部分矯正では、主に前歯の気になる部分の歯並びだけを治しますので、軽度の出っ歯しか治すことが出来ません。
軽度の出っ歯とは、歯が原因の出っ歯で、奥歯の噛み合わせには問題がないケースで、抜歯をしなくても出っ歯になっている歯の傾斜を正常な状態に戻せる場合です。
抜歯せずに歯を動かすためのスペースを作るには、前歯の側面のエナメル質を0.25ミリから0.5ミリ程度削ります。歯の側面を削ったスペースのみで歯がきれいに並ぶ場合は、軽度の出っ歯と診断され、部分矯正での治療が可能です。
軽度の出っ歯を部分矯正で治すメリット
軽度の出っ歯なら部分矯正で治療が可能な場合があります。部分矯正は主に前歯の気になる部分の歯並びだけを治しますので、大きく歯を動かすことがありません。
そのため、歯全体を動かす全顎矯正と比べると、以下のようなメリットがあります。
- 痛みが少ない
- 治療期間が短い
- 治療費が安い
後戻りで出っ歯になった方も部分治療で治る
一度矯正治療を受けて、きれいな歯並びになった場合も、後戻りといって、元の不正咬合に戻ってしまう場合があります。具体的には、治療終了時にはきれいに並んでいた歯が、少し前に出て、元の出っ歯に戻ってきたというケースがあります。ガタガタの場合も同様です。

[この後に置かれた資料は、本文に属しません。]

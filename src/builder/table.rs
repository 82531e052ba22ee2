//! Builder for transition tables.

use crate::builder::error::ConfigError;
use crate::builder::state::StateBuilder;
use crate::core::{EntryAction, StateDescriptor, StateId, TransitionTable};
use std::collections::HashMap;
use std::fmt;
use std::rc::Rc;
use stillwater::validation::Validation;
use stillwater::NonEmptyVec;

type Check = Validation<(), NonEmptyVec<ConfigError>>;

/// Builder for an immutable [`TransitionTable`].
///
/// States keep their declaration order. Declaring a state twice merges the
/// two declarations, later events and entry actions winning.
#[derive(Clone, Default)]
pub struct TableBuilder {
    states: Vec<StateBuilder>,
    positions: HashMap<String, usize>,
    entry_actions: Vec<(String, EntryAction)>,
}

impl TableBuilder {
    pub fn new() -> Self {
        Self::default()
    }

    /// Start from an existing table, keeping its states, transitions and
    /// entry actions.
    pub fn from_table(table: &TransitionTable) -> Self {
        table
            .descriptors()
            .iter()
            .fold(Self::new(), |builder, descriptor| {
                let state = descriptor.events().into_iter().fold(
                    StateBuilder::new(descriptor.name()),
                    |state, event| match descriptor.target(event) {
                        Some(to) => state.on(event, table.name(to)),
                        None => state,
                    },
                );
                builder.state(match &descriptor.on_enter {
                    Some(action) => state.entry_action(Rc::clone(action)),
                    None => state,
                })
            })
    }

    /// Add (or extend) a state.
    pub fn state(mut self, state: StateBuilder) -> Self {
        match self.positions.get(&state.name) {
            Some(&pos) => self.states[pos].merge(state),
            None => {
                self.positions.insert(state.name.clone(), self.states.len());
                self.states.push(state);
            }
        }
        self
    }

    /// Add multiple states at once.
    pub fn states(self, states: impl IntoIterator<Item = StateBuilder>) -> Self {
        states.into_iter().fold(self, Self::state)
    }

    /// Add one transition. `from` is declared if it is not already;
    /// `to` must be declared somewhere in the table by build time.
    pub fn transition(
        self,
        from: impl Into<String>,
        event: impl Into<String>,
        to: impl Into<String>,
    ) -> Self {
        self.state(StateBuilder::new(from).on(event, to))
    }

    /// Run `action` whenever `state` is entered.
    ///
    /// The state may be declared before or after this call; it must exist
    /// by build time.
    pub fn on_enter<F>(mut self, state: impl Into<String>, action: F) -> Self
    where
        F: Fn() + 'static,
    {
        self.entry_actions.push((state.into(), Rc::new(action)));
        self
    }

    /// Whether `state` has been declared so far.
    pub fn declares(&self, state: &str) -> bool {
        self.positions.contains_key(state)
    }

    /// Validate and build the table.
    ///
    /// All problems are collected before failing: every undefined
    /// destination and every entry action for an undeclared state is
    /// reported, not just the first one found.
    pub fn build(self) -> Result<TransitionTable, ConfigError> {
        self.validate()?;

        let Self {
            mut states,
            positions,
            entry_actions,
        } = self;

        for (name, action) in entry_actions {
            if let Some(&pos) = positions.get(&name) {
                states[pos].on_enter = Some(action);
            }
        }

        let index: HashMap<String, StateId> = positions
            .into_iter()
            .map(|(name, pos)| (name, StateId(pos)))
            .collect();

        let descriptors = states
            .into_iter()
            .map(|state| StateDescriptor {
                on: state
                    .on
                    .into_iter()
                    .filter_map(|(event, to)| index.get(&to).map(|&id| (event, id)))
                    .collect(),
                name: state.name,
                on_enter: state.on_enter,
            })
            .collect();

        Ok(TransitionTable::from_resolved(descriptors, index))
    }

    fn validate(&self) -> Result<(), ConfigError> {
        let mut checks: Vec<Check> = Vec::new();

        if self.states.is_empty() {
            checks.push(Validation::fail(ConfigError::EmptyTable));
        }

        for state in &self.states {
            for (event, to) in &state.on {
                checks.push(require(self.declares(to), || ConfigError::UnknownTarget {
                    from: state.name.clone(),
                    event: event.clone(),
                    to: to.clone(),
                }));
            }
        }

        for (name, _) in &self.entry_actions {
            checks.push(require(self.declares(name), || {
                ConfigError::UnknownEntryState {
                    state: name.clone(),
                }
            }));
        }

        match Validation::all_vec(checks).map(|_| ()) {
            Validation::Success(()) => Ok(()),
            Validation::Failure(errors) => Err(collapse(errors.iter().cloned().collect())),
        }
    }
}

impl fmt::Debug for TableBuilder {
    fn fmt(&self, f: &mut fmt::Formatter<'_>) -> fmt::Result {
        let pending: Vec<&str> = self.entry_actions.iter().map(|(s, _)| s.as_str()).collect();
        f.debug_struct("TableBuilder")
            .field("states", &self.states)
            .field("entry_actions", &pending)
            .finish()
    }
}

fn require(ok: bool, problem: impl FnOnce() -> ConfigError) -> Check {
    if ok {
        Validation::success(())
    } else {
        Validation::fail(problem())
    }
}

fn collapse(mut errors: Vec<ConfigError>) -> ConfigError {
    if errors.len() == 1 {
        if let Some(error) = errors.pop() {
            return error;
        }
    }
    ConfigError::Multiple(errors)
}

#[cfg(test)]
mod tests {
    use super::*;
    use std::cell::Cell;

    #[test]
    fn from_table_keeps_transitions_and_entry_actions() {
        let calls = Rc::new(Cell::new(0));
        let counter = Rc::clone(&calls);
        let table = TableBuilder::new()
            .transition("closed", "OPEN", "open")
            .transition("open", "CLOSE", "closed")
            .on_enter("open", move || counter.set(counter.get() + 1))
            .build()
            .unwrap();

        let extended = TableBuilder::from_table(&table)
            .transition("open", "LOCK", "locked")
            .state(StateBuilder::new("locked"))
            .build()
            .unwrap();

        assert_eq!(extended.state_names(), vec!["closed", "locked", "open"]);
        assert_eq!(extended.target("closed", "OPEN"), Some("open"));
        assert_eq!(extended.events("open"), Some(vec!["CLOSE", "LOCK"]));
        extended.state("open").unwrap().enter();
        assert_eq!(calls.get(), 1);
    }

    #[test]
    fn builds_traffic_light() {
        let table = TableBuilder::new()
            .transition("red", "TIMER", "green")
            .transition("green", "TIMER", "yellow")
            .transition("yellow", "TIMER", "red")
            .build()
            .unwrap();

        assert_eq!(table.target("red", "TIMER"), Some("green"));
        assert_eq!(table.target("green", "TIMER"), Some("yellow"));
        assert_eq!(table.target("yellow", "TIMER"), Some("red"));
    }

    #[test]
    fn empty_table_is_rejected() {
        let result = TableBuilder::new().build();
        assert!(matches!(result, Err(ConfigError::EmptyTable)));
    }

    #[test]
    fn undefined_target_is_rejected() {
        let result = TableBuilder::new()
            .transition("red", "TIMER", "green")
            .build();

        assert_eq!(
            result.unwrap_err(),
            ConfigError::UnknownTarget {
                from: "red".to_string(),
                event: "TIMER".to_string(),
                to: "green".to_string(),
            }
        );
    }

    #[test]
    fn entry_action_for_undeclared_state_is_rejected() {
        let result = TableBuilder::new()
            .state(StateBuilder::new("idle"))
            .on_enter("busy", || {})
            .build();

        assert_eq!(
            result.unwrap_err(),
            ConfigError::UnknownEntryState {
                state: "busy".to_string()
            }
        );
    }

    #[test]
    fn validation_accumulates_all_problems() {
        let result = TableBuilder::new()
            .transition("a", "GO", "missing")
            .transition("a", "SKIP", "nowhere")
            .on_enter("ghost", || {})
            .build();

        match result {
            Err(ConfigError::Multiple(errors)) => {
                assert_eq!(errors.len(), 3);
                assert!(errors.iter().any(|e| matches!(
                    e,
                    ConfigError::UnknownTarget { to, .. } if to == "missing"
                )));
                assert!(errors.iter().any(|e| matches!(
                    e,
                    ConfigError::UnknownTarget { to, .. } if to == "nowhere"
                )));
                assert!(errors
                    .iter()
                    .any(|e| matches!(e, ConfigError::UnknownEntryState { .. })));
            }
            other => panic!("Expected multiple errors, got {other:?}"),
        }
    }

    #[test]
    fn redeclared_state_merges_events() {
        let table = TableBuilder::new()
            .state(StateBuilder::new("closed").on("OPEN", "open"))
            .state(StateBuilder::new("open"))
            .state(StateBuilder::new("closed").on("LOCK", "open"))
            .build()
            .unwrap();

        assert_eq!(table.len(), 2);
        assert_eq!(table.events("closed"), Some(vec!["LOCK", "OPEN"]));
    }

    #[test]
    fn duplicate_transition_last_write_wins() {
        let table = TableBuilder::new()
            .transition("red", "TIMER", "green")
            .transition("red", "TIMER", "yellow")
            .states([StateBuilder::new("green"), StateBuilder::new("yellow")])
            .build()
            .unwrap();

        assert_eq!(table.target("red", "TIMER"), Some("yellow"));
    }

    #[test]
    fn entry_action_may_precede_declaration() {
        let calls = Rc::new(Cell::new(0));
        let counter = Rc::clone(&calls);
        let table = TableBuilder::new()
            .on_enter("open", move || counter.set(counter.get() + 1))
            .transition("closed", "OPEN", "open")
            .state(StateBuilder::new("open"))
            .build()
            .unwrap();

        let open = table.state("open").unwrap();
        assert!(open.has_entry_action());
        open.enter();
        assert_eq!(calls.get(), 1);
    }

    #[test]
    fn later_entry_action_replaces_earlier() {
        let calls = Rc::new(Cell::new(0));
        let counter = Rc::clone(&calls);
        let table = TableBuilder::new()
            .state(StateBuilder::new("idle").on_enter(|| panic!("replaced action ran")))
            .on_enter("idle", move || counter.set(counter.get() + 10))
            .build()
            .unwrap();

        table.state("idle").unwrap().enter();
        assert_eq!(calls.get(), 10);
    }
}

後戻りで軽度の出っ歯になってしまった方も、部分矯正で治療が可能です。
まとめ
出っ歯であっても軽度で症状の軽い方は、部分矯正で治すことが可能です。しかし重度の出っ歯や、歯全体を動かさなければならない場合は、部分矯正では治療することが出来ません。
ご自身の歯並びが部分矯正で治療可能かどうかは、一度矯正のカウンセリングを受けて頂き、担当の歯科医師の診断が必要になります。